A person will likely experience discomfort and throat and tongue swelling immediately after consuming a significant dose of paraquat. Upon consumption, gastrointestinal (digestive tract) symptoms such as nausea, vomiting, abdominal pain, and diarrhea are the following symptoms of disease (which may become bloody).

Dehydration (the body not having enough fluids), electrolyte imbalances (the body not having enough sodium and potassium), and low blood pressure may all be caused by severe gastrointestinal problems.

The following negative health consequences may manifest after ingesting small to medium doses of paraquat exposure between a few days to a few weeks:

  • Liver failure
  • Lung scarring
  • Heart failure
  • Kidney failure

The following signs and symptoms are typically brought on by ingesting large amounts of paraquat exposure within a few hours to a few days:

  • chronic kidney failure
  • Confusion
  • Injury to the heart
  • Liver failure
  • Coma
  • rapid heartbeat

Lungs with scars (evolves more quickly than when small to medium amounts have been ingested)

  • Muscle tremor
  • Respiratory edema (fluid in the lungs)
  • Failure of the respiratory system, which might result in death
  • Seizures

These symptoms and indicators do not prove that a person has been exposed to paraquat.

DIAGNOSIS

It is highly recommended that test kits for paraquat exposure be kept on hand at all establishments.
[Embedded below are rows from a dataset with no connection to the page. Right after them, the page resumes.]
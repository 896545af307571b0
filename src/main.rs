// src/main.rs
// =============================================================================
// Entry point of the sitemap-harvest CLI.
//
// What happens here:
// 1. Parse command-line arguments using clap
// 2. Set up logging (stderr, so stdout stays clean for --json)
// 3. Dispatch to the subcommand handler
// 4. Exit with a code: 0 = everything fetched, 1 = some child sitemaps
//    failed, 2 = fatal error (bad input, index not reachable)
//
// Rust concepts used:
// - async/await with #[tokio::main]: the crawl runs on the tokio runtime
// - anyhow::Context: attach "what we were doing" to library errors
// - Arc<AtomicUsize>: counters shared with closures that run on many tasks
// =============================================================================

// Module declarations
mod cli; // src/cli.rs - command-line parsing

use std::sync::atomic::{AtomicUsize, Ordering};
use std::sync::Arc;

use anyhow::{Context, Result};
use clap::Parser;
use cli::{Cli, Commands};
use sitemap_harvest::{
    callbacks, fetch_index, fetch_sitemap, CrawlOutput, DocumentReport, Entry, Transport,
};
use tracing_subscriber::EnvFilter;

#[tokio::main]
async fn main() {
    // Parse arguments first: --help and --version exit here
    let cli = Cli::parse();
    init_tracing(cli.verbose);

    // Run the application and turn the outcome into an exit code
    let exit_code = match run(cli).await {
        Ok(code) => code,
        Err(e) => {
            // {:#} prints the whole context chain on one line
            eprintln!("Error: {:#}", e);
            2
        }
    };

    std::process::exit(exit_code);
}

// Logs go to stderr so that stdout carries only results.
// RUST_LOG, when set, wins over --verbose.
fn init_tracing(verbose: bool) {
    let default_level = if verbose {
        "sitemap_harvest=debug"
    } else {
        "sitemap_harvest=info"
    };
    let filter =
        EnvFilter::try_from_default_env().unwrap_or_else(|_| EnvFilter::new(default_level));

    tracing_subscriber::fmt()
        .with_env_filter(filter)
        .with_writer(std::io::stderr)
        .init();
}

// Builds the shared transport and dispatches on the subcommand
async fn run(cli: Cli) -> Result<i32> {
    // One transport for the whole run; every worker clones it
    let transport = Transport::new(cli.fetch_options()).context("failed to set up HTTP client")?;

    match cli.command {
        Commands::Index {
            index_url,
            workers,
            stream,
            json,
        } => handle_index(&transport, &index_url, workers, stream, json).await,
        Commands::Sitemap { sitemap_url, json } => {
            handle_sitemap(&transport, &sitemap_url, json).await
        }
    }
}

// Handles the 'index' subcommand
// Parameters:
//   index_url: URL of the <sitemapindex> document
//   workers: how many child sitemaps are fetched at once
//   stream: print entries as they decode instead of after the crawl
//   json: output JSON instead of a table
async fn handle_index(
    transport: &Transport,
    index_url: &str,
    workers: usize,
    stream: bool,
    json: bool,
) -> Result<i32> {
    eprintln!("🔍 Fetching sitemap index: {}", index_url);

    // The index itself must load; without it there is nothing to crawl
    let index = fetch_index(transport, index_url)
        .await
        .with_context(|| format!("could not read sitemap index {index_url}"))?;

    eprintln!(
        "📄 Found {} child sitemap(s) (HTTP {})",
        index.count(),
        index.status
    );

    if index.count() == 0 {
        return Ok(0);
    }

    if stream {
        // The sink closures run on worker tasks, so the counters they
        // update are atomics behind an Arc
        let failed = Arc::new(AtomicUsize::new(0));
        let failures = Arc::clone(&failed);
        let total = Arc::new(AtomicUsize::new(0));
        let counted = Arc::clone(&total);

        let sink = callbacks(
            move |entry: Entry| {
                counted.fetch_add(1, Ordering::Relaxed);
                print_entry_line(&entry, json);
            },
            move |report: &DocumentReport| {
                if !report.is_ok() {
                    failures.fetch_add(1, Ordering::Relaxed);
                }
            },
        );
        // Returns once every child sitemap has been processed
        index.stream_urls(transport, workers, sink).await;

        let failed = failed.load(Ordering::Relaxed);
        eprintln!(
            "📊 {} entries streamed, {} of {} sitemap(s) failed",
            total.load(Ordering::Relaxed),
            failed,
            index.count()
        );
        return Ok(if failed > 0 { 1 } else { 0 });
    }

    // Collecting mode: wait for the whole crawl, then print everything
    let output = index.collect_urls(transport, workers).await;
    print_crawl(&output, json)?;

    // Some children failing is a partial result, not a fatal error
    if output.failed().count() > 0 {
        Ok(1)
    } else {
        Ok(0)
    }
}

// Handles the 'sitemap' subcommand
async fn handle_sitemap(transport: &Transport, sitemap_url: &str, json: bool) -> Result<i32> {
    eprintln!("🔍 Fetching sitemap: {}", sitemap_url);

    // A single document: any failure here is fatal
    let document = fetch_sitemap(transport, sitemap_url)
        .await
        .with_context(|| format!("could not read sitemap {sitemap_url}"))?;

    if json {
        println!("{}", serde_json::to_string_pretty(&document)?);
    } else {
        print_table(&document.entries);
        eprintln!("📊 {} entries (HTTP {})", document.count(), document.status);
    }
    Ok(0)
}

// Prints the collected entries, then a summary of the child sitemaps on
// stderr (with the error of each one that failed)
fn print_crawl(output: &CrawlOutput, json: bool) -> Result<()> {
    if json {
        println!("{}", serde_json::to_string_pretty(output)?);
        return Ok(());
    }

    print_table(&output.entries);

    let failed: Vec<_> = output.failed().collect();
    eprintln!("📊 Summary:");
    eprintln!("   📋 Entries: {}", output.count);
    eprintln!("   ✅ Sitemaps OK: {}", output.documents.len() - failed.len());
    eprintln!("   ❌ Sitemaps failed: {}", failed.len());
    for report in failed {
        eprintln!(
            "      {} ({})",
            report.url,
            report.error.as_deref().unwrap_or("unknown error")
        );
    }
    Ok(())
}

// One line per entry for --stream
fn print_entry_line(entry: &Entry, json: bool) {
    if !json {
        print_row(entry);
        return;
    }
    match serde_json::to_string(entry) {
        Ok(line) => println!("{}", line),
        Err(e) => tracing::warn!(url = %entry.location, error = %e, "could not serialize entry"),
    }
}

// Prints entries as a fixed-width table
fn print_table(entries: &[Entry]) {
    println!(
        "{:<60} {:<25} {:<10} {:<8}",
        "LOCATION", "LAST MODIFIED", "CHANGES", "PRIORITY"
    );
    println!("{}", "=".repeat(106));

    for entry in entries {
        print_row(entry);
    }
    println!();
}

// One table row; missing fields print as blanks
fn print_row(entry: &Entry) {
    let priority = entry
        .priority
        .map(|p| format!("{:.1}", p))
        .unwrap_or_default();

    println!(
        "{:<60} {:<25} {:<10} {:<8}",
        truncate(&entry.location, 57),
        entry.last_modified.as_deref().unwrap_or(""),
        entry.change_frequency.as_deref().unwrap_or(""),
        priority
    );
}

// Shortens long URLs for the table, on a char boundary
fn truncate(text: &str, max: usize) -> String {
    if text.chars().count() > max {
        let head: String = text.chars().take(max).collect();
        format!("{}...", head)
    } else {
        text.to_string()
    }
}

#[cfg(test)]
mod tests {
    use super::*;

    #[test]
    fn test_truncate_short_text() {
        assert_eq!(truncate("https://x/a", 57), "https://x/a");
    }

    #[test]
    fn test_truncate_multibyte() {
        let long = "é".repeat(70);
        let short = truncate(&long, 57);
        assert_eq!(short.chars().count(), 60);
        assert!(short.ends_with("..."));
    }
}
//! Integration tests for voira-core

use pretty_assertions::assert_eq;
use std::sync::{Arc, Mutex};
use std::time::Duration;
use tokio::task::JoinHandle;
use voira_core::content::FAQ;
use voira_core::*;

/// Tick task backed by a real tokio timer
struct AbortOnCancel(JoinHandle<()>);

impl TaskHandle for AbortOnCancel {
    fn cancel(self) {
        self.0.abort();
    }
}

type SharedPlayer = Arc<Mutex<PlayerController<AbortOnCancel>>>;

fn shared_player(config: PlayerConfig) -> SharedPlayer {
    Arc::new(Mutex::new(PlayerController::new(config).unwrap()))
}

/// Same wiring the UI does: each start spawns a loop that ticks once per period
fn toggle(player: &SharedPlayer) -> bool {
    let ticker = Arc::clone(player);
    let mut guard = player.lock().unwrap();
    let period = guard.tick_period();
    guard.toggle_play(move || {
        AbortOnCancel(tokio::spawn(async move {
            loop {
                tokio::time::sleep(period).await;
                if ticker.lock().unwrap().tick() == Tick::Completed {
                    break;
                }
            }
        }))
    })
}

fn state(player: &SharedPlayer) -> PlaybackState {
    player.lock().unwrap().playback().state()
}

/// Full uninterrupted run ends back at `Stopped(0)`
#[test]
fn test_full_run_auto_resets() {
    let mut playback = Playback::new(180);
    playback.toggle_play();
    assert_eq!(
        playback.state(),
        PlaybackState {
            is_playing: true,
            elapsed_secs: 0
        }
    );

    let ticks: Vec<Tick> = (0..180).map(|_| playback.tick()).collect();

    assert_eq!(ticks[178], Tick::Advanced(179));
    assert_eq!(ticks[179], Tick::Completed);
    assert_eq!(playback.state(), PlaybackState::default());
    assert_eq!(format_time(180), "3:00");
    assert_eq!(format_time(playback.elapsed_secs()), "0:00");
}

/// Progress and label at the documented checkpoints
#[test]
fn test_display_checkpoints() {
    let mut playback = Playback::new(180);
    playback.toggle_play();
    for _ in 0..65 {
        playback.tick();
    }
    assert_eq!(playback.time_label(), "1:05 / 3:00");

    for _ in 65..90 {
        playback.tick();
    }
    assert_eq!(playback.progress(), 0.5);
}

/// One accordion entry per FAQ record, toggled independently
#[test]
fn test_faq_accordion() {
    let mut panels = DisclosureSet::closed(FAQ.len());

    panels.toggle(0);
    panels.toggle(5);

    let open: Vec<usize> = (0..FAQ.len()).filter(|&i| panels.is_open(i)).collect();
    assert_eq!(open, vec![0, 5]);
}

/// Pausing and resuming over and over never stacks timers
#[tokio::test(start_paused = true)]
async fn test_pause_resume_does_not_leak_timers() {
    let player = shared_player(PlayerConfig::default());

    assert!(toggle(&player));
    tokio::time::sleep(Duration::from_millis(10_500)).await;
    assert_eq!(state(&player).elapsed_secs, 10);

    for _ in 0..5 {
        assert!(!toggle(&player));
        assert!(toggle(&player));
    }

    tokio::time::sleep(Duration::from_millis(5_200)).await;
    assert_eq!(
        state(&player),
        PlaybackState {
            is_playing: true,
            elapsed_secs: 15
        }
    );
    assert!(player.lock().unwrap().has_task());
}

/// Elapsed time is frozen while paused
#[tokio::test(start_paused = true)]
async fn test_pause_freezes_progress() {
    let player = shared_player(PlayerConfig::default());

    toggle(&player);
    tokio::time::sleep(Duration::from_millis(45_500)).await;
    assert!(!toggle(&player));
    assert_eq!(state(&player).elapsed_secs, 45);

    tokio::time::sleep(Duration::from_secs(30)).await;
    assert_eq!(state(&player).elapsed_secs, 45);
    assert!(!player.lock().unwrap().has_task());

    assert!(toggle(&player));
    tokio::time::sleep(Duration::from_millis(1_500)).await;
    assert_eq!(state(&player).elapsed_secs, 46);
}

/// Completion stops the timer on its own
#[tokio::test(start_paused = true)]
async fn test_completion_stops_timer() {
    let player = shared_player(
        PlayerConfig::new()
            .with_duration_secs(5)
            .with_tick_period(Duration::from_millis(100)),
    );

    toggle(&player);
    tokio::time::sleep(Duration::from_millis(550)).await;
    assert_eq!(state(&player), PlaybackState::default());
    assert!(!player.lock().unwrap().has_task());

    tokio::time::sleep(Duration::from_secs(1)).await;
    assert_eq!(state(&player), PlaybackState::default());
}
use crate::{
    Benefits, Faq, FinalCta, Footer, Hero, HowItWorks, Integrations, LiveDemo, Navbar,
    ProblemSolution, TrustPrivacy, WhoItsFor,
};
use dioxus::prelude::*;

const LANDING_CSS: Asset = asset!("/assets/styling/landing.css");

/// The whole page, top to bottom
#[component]
pub fn LandingPage() -> Element {
    rsx! {
        document::Link { rel: "stylesheet", href: LANDING_CSS }

        div {
            id: "landing",
            Navbar {}
            Hero {}
            WhoItsFor {}
            ProblemSolution {}
            HowItWorks {}
            Benefits {}
            LiveDemo {}
            TrustPrivacy {}
            Integrations {}
            Faq {}
            FinalCta {}
            Footer {}
        }
    }
}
Unintentional exposure to paraquat is frequent, although substantial doses are uncommon. Negative urine dithionite tests indicate that lower-risk exposures do not need additional medical attention. This test’s availability may save needless transfers.

  • Urine should be collected preferably 4-6 hours after suspected paraquat exposure.
  • Shake gently after adding 2g of sodium bicarbonate (Sachet A) and 10 mL of urine to a transparent container. one gram of sodium dithionite (Sachet B). Once the fizz has subsided, shake one more. View the mixture on a white backdrop when it has settled.

TREATMENT

At the hospital, paraquat exposure is treated. For oral directions, the first course of treatment is decontaminating the body of the paraquat and limiting further absorption using Fuller’s earth or activated charcoal. For ingestions that manifest within an hour, nasogastric suction can be an option. A ventilator should assist breathing, as should intravenous fluids (fluids given via a needle placed straight into a vein), drugs to aid breathing and increase low blood pressure, and maybe dialysis for renal failure. It is best to avoid administering too much oxygen since it might make paraquat poisoning worse. There is no known treatment for paraquat toxicity.